### Record extracts

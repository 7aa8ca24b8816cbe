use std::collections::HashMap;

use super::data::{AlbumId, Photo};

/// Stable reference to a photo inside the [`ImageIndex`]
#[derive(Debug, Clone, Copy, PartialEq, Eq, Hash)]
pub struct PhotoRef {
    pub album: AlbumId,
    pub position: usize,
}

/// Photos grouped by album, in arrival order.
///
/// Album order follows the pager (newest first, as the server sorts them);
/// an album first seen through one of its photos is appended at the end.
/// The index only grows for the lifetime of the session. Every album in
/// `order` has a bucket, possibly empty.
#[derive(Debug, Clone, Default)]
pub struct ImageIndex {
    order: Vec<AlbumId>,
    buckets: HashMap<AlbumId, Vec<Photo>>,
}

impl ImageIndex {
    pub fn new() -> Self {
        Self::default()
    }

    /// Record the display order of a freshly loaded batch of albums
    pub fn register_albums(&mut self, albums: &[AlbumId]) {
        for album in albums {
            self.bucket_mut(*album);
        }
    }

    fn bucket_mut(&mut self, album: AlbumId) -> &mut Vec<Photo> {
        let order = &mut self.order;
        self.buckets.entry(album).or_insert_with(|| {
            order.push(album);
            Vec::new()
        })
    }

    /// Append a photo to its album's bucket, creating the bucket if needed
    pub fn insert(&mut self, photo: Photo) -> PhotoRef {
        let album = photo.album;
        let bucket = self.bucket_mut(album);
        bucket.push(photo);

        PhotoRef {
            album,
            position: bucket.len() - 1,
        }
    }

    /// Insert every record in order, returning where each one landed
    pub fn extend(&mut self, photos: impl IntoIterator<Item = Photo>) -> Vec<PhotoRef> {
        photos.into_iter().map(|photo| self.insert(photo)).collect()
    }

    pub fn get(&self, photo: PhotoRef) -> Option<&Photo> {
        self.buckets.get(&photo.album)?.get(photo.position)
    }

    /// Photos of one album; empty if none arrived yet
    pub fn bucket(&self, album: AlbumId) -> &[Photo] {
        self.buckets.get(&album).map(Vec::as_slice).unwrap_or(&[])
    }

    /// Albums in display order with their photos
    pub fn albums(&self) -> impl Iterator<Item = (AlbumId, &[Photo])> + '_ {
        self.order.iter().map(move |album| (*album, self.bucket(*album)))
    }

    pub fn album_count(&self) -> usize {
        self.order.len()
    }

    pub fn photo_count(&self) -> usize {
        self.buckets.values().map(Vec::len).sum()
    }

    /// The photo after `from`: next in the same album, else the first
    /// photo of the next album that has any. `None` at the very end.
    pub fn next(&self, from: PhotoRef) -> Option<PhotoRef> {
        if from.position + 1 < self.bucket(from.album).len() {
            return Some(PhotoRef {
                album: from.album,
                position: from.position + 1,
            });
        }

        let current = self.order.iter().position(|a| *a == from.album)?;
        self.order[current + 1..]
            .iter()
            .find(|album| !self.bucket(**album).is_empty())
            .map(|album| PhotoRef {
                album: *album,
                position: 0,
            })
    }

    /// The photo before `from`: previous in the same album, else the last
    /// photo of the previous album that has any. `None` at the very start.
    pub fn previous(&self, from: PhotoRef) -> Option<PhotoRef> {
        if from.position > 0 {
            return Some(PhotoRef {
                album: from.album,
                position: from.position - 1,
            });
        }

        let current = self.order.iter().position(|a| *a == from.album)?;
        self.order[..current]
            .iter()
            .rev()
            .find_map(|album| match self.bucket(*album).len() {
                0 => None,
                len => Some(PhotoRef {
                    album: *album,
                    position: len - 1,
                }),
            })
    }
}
--
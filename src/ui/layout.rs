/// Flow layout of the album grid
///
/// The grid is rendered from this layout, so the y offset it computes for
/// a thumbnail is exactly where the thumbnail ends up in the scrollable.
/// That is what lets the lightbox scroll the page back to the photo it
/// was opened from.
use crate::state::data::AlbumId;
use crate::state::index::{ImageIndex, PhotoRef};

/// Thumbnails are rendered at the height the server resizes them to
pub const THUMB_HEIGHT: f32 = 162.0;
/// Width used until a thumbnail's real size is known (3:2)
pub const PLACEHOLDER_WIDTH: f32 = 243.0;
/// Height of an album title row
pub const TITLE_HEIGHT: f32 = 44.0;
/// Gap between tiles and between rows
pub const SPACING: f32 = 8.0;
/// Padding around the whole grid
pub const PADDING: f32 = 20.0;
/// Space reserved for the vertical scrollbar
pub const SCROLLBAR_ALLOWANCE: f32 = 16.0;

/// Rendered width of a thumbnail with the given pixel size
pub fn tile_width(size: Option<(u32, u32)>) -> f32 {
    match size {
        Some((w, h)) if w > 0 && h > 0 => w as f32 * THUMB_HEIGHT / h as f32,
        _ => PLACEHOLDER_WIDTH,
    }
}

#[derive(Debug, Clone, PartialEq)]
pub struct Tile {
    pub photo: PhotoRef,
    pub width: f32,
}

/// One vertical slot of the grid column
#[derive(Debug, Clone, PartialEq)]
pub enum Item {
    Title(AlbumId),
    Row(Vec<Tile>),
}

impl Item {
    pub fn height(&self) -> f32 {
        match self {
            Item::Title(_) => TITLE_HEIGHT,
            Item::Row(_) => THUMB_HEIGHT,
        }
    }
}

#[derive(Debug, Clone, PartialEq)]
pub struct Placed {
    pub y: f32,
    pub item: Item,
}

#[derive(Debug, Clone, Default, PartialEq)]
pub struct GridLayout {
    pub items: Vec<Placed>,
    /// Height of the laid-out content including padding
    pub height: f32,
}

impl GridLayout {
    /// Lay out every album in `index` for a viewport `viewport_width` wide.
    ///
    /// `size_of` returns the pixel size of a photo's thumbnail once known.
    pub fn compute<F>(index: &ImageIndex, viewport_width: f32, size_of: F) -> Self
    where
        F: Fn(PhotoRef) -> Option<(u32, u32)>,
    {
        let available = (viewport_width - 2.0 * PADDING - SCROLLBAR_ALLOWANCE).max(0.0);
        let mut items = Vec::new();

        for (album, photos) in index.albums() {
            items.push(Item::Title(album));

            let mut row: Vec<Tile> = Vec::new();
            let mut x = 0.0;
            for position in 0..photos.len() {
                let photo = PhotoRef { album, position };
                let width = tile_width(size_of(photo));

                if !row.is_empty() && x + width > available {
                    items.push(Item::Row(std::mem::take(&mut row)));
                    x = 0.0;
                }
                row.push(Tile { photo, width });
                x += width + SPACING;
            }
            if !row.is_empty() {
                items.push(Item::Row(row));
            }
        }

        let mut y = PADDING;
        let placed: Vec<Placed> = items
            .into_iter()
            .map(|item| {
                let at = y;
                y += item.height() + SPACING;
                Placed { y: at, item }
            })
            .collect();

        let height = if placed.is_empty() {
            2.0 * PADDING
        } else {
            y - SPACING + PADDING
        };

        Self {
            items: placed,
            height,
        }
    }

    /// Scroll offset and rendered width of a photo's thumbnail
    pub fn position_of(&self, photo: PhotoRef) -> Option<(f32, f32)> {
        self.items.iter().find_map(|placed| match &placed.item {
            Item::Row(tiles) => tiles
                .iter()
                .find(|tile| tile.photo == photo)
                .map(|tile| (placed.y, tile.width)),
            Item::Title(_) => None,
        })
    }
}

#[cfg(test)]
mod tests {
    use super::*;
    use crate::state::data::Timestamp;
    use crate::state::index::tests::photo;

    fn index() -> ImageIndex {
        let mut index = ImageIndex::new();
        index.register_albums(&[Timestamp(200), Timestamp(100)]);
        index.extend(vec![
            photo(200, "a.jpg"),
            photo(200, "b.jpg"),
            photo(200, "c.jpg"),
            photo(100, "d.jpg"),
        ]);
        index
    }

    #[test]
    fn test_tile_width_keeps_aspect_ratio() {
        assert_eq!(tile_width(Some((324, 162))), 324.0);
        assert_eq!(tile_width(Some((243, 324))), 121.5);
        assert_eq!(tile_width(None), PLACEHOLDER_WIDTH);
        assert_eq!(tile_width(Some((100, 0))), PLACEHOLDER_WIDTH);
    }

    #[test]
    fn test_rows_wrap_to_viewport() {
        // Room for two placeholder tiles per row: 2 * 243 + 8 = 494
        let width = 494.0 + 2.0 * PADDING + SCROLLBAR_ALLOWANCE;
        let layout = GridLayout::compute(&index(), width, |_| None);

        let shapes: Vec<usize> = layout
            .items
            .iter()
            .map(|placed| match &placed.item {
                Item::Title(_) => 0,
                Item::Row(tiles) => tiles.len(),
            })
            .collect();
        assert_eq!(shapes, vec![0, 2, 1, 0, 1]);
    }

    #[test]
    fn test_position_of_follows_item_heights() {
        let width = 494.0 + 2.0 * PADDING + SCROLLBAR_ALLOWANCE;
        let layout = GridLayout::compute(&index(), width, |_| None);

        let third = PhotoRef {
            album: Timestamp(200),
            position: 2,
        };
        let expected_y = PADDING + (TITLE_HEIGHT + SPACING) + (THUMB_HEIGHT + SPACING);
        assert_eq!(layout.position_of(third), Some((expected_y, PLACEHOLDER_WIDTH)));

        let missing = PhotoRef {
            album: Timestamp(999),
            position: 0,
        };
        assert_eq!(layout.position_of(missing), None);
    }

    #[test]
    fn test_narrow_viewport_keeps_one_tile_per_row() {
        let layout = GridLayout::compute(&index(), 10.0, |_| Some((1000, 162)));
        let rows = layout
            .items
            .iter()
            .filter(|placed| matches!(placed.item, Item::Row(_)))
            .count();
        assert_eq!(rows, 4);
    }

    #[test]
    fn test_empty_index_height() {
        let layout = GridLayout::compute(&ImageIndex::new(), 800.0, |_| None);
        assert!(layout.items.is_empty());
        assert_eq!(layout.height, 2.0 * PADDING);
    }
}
--
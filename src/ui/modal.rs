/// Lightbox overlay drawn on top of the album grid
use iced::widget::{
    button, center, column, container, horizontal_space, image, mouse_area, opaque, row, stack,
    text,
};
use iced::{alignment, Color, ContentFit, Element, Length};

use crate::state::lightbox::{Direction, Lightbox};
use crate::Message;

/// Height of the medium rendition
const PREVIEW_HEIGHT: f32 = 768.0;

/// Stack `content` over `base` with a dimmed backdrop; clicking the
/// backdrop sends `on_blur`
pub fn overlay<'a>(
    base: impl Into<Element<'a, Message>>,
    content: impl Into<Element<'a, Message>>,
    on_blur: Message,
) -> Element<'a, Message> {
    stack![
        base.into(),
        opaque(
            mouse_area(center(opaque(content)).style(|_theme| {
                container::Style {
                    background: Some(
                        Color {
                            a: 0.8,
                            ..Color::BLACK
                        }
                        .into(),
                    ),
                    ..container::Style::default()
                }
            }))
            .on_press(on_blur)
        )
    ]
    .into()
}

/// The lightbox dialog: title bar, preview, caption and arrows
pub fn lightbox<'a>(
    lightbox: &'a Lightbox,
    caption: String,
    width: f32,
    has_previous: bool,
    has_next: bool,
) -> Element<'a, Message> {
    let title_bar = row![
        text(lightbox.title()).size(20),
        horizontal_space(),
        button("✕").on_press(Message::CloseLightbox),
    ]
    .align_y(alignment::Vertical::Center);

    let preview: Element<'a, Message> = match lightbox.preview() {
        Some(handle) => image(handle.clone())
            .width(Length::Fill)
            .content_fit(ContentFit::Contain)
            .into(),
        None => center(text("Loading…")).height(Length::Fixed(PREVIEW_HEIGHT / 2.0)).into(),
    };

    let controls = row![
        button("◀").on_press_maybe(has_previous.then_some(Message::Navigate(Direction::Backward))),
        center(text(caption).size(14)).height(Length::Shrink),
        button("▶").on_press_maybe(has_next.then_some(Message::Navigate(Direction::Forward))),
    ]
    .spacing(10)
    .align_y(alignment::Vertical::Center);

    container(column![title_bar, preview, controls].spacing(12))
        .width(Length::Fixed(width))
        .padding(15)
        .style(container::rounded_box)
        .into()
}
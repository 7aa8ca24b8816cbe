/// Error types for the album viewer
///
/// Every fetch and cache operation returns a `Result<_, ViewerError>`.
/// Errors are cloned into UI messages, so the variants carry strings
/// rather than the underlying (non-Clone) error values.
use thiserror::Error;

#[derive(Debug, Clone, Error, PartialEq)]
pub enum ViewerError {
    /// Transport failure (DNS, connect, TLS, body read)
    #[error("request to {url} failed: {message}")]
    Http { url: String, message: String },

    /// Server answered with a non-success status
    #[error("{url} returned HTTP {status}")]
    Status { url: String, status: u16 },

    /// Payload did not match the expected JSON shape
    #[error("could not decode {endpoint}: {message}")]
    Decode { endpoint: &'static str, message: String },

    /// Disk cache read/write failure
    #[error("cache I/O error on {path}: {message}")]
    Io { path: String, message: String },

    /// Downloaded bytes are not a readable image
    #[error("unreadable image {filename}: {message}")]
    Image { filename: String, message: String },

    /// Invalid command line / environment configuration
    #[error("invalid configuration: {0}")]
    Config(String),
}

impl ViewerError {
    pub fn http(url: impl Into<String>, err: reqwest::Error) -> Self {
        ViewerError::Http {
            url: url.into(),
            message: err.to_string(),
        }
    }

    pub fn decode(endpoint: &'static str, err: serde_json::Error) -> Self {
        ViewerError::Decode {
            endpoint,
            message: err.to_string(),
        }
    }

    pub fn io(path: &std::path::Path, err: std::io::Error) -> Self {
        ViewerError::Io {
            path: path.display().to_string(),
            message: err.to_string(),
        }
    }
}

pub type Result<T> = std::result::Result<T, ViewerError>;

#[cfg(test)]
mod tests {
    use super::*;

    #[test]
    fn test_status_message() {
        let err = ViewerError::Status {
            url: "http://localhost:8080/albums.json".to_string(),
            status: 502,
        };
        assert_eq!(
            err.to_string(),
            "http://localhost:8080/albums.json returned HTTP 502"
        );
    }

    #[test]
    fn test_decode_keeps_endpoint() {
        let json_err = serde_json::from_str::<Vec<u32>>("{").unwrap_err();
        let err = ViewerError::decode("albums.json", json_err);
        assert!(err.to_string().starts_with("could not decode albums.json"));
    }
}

### Work instructions
Review the material and copy each line in which the word "third" appears.

### Task output
        let third = PhotoRef {
        assert_eq!(layout.position_of(third), Some((expected_y, PLACEHOLDER_WIDTH)));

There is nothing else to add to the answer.